Şair gerilla: Yazmak özgürlük arayışıdır

PKK saflarına 6 yıl önce katılan Ferzad Sêdar, bir şair gerilla. Yazmaya ilk başladığında fark etmese de yazmanın özgürlük arayışı olarak geliştiğini şimdi anladığını belirtiyor.

Kürdistan dağlarında bir yaşam tarzı, biçimi, yöntemi olarak gerillacılık, 40 yılı aşkındır kendisini var ettiği gibi halkın da umudu ve güvencesidir. Her gerillanın cebinde askeri planlama, eylem ve taktiklerin işlendiği bir defter olduğu kadar duyguların nakşedildiği; şiirlerin, günlüklerin akıtıldığı bir defter daha görebilirsiniz.
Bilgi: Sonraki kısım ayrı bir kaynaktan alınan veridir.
#[derive(Debug, Error)]
pub enum StoreError {
    #[error("{} already exists", path.display())]
    AlreadyExists { path: PathBuf },

    #[error("no data for {symbol} (delisted or invalid symbol?)")]
    NoData { symbol: String },

    #[error("{} does not exist", path.display())]
    NotFound { path: PathBuf },

    #[error("row dated {date} is not after {after} in {}", path.display())]
    OutOfOrder {
        path: PathBuf,
        date: NaiveDate,
        after: NaiveDate,
    },

    #[error("I/O error on {}: {source}", path.display())]
    Io {
        path: PathBuf,
        #[source]
        source: io::Error,
    },

    #[error("CSV error in {}: {source}", path.display())]
    Csv {
        path: PathBuf,
        #[source]
        source: csv::Error,
    },

    #[error("corrupt series file {}: {reason}", path.display())]
    Corrupt { path: PathBuf, reason: String },
}

impl StoreError {
    fn io(path: &Path, source: io::Error) -> Self {
        StoreError::Io {
            path: path.to_path_buf(),
            source,
        }
    }

    fn csv(path: &Path, source: csv::Error) -> Self {
        StoreError::Csv {
            path: path.to_path_buf(),
            source,
        }
    }
}

/// Result of scanning a whole series file.
#[derive(Debug, Clone, PartialEq, Eq)]
pub struct VerifyReport {
    pub rows: usize,
    pub first: Option<NaiveDate>,
    pub last: Option<NaiveDate>,
    /// `(row index, date)` of every row not strictly after its predecessor.
    pub violations: Vec<(usize, NaiveDate)>,
}

impl VerifyReport {
    pub fn is_ordered(&self) -> bool {
        self.violations.is_empty()
    }
}

pub struct SeriesStore {
    layout: DataLayout,
    locks: Mutex<HashMap<PathBuf, Arc<Mutex<()>>>>,
}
Bu tarife uyan, mütevazi bir şair gerilla ile karşılaşıyoruz. 2013’te PKK saflarına katılan Ferzad Sêdar’ı 8 Mart Dünya Emekçi Kadınlar Günü vesilesiyle görüyoruz. Kadın yol arkadaşlarına düzenleyecekleri etkinliğin tüm teknik alt yapısına gönüllü bir şekilde yardım ediyordu; bir ara arkadaşlarının yoğun isteği üzerine kalkıp şiir de okudu.

Şiirlerini okuduktan sonra biraz kendisini tanımak istediğimizi söylediğimizde, mahçup bir edayla ‘Şiirler bana ait değil arkadaşlara aittir’ diyerek sebebi sohbetimizin önünü kapatmaya çalışsa da yanında yamacında bulunan arkadaşları, ‘Şairdir, söylemekten utanıyor’ diyerek bizim de üzerine sohbet etmek istediğimiz konuya geldi sohbetimiz.

Biraz kendisini, anlatmasını istiyoruz gerilla Sêdar’dan. “2010’a kadar da şiir ile ilgim yoktu. Çocukluğumda Alevi kesimin yoğun olduğu bir ortamda büyüdüm. Şiir yazmayı hiç aklımdan geçirmemiştim fakat deyişleri her zaman sevmiş ve dinlemiştim. 2010’da faşist saldırılara duyduğum öfkeyi bir kaç satıra dökmüştüm. Şiir yazmak bir arayışı bir dışa vurma istemi olarak gelişmişti” diye açıklama gereği duyuyor.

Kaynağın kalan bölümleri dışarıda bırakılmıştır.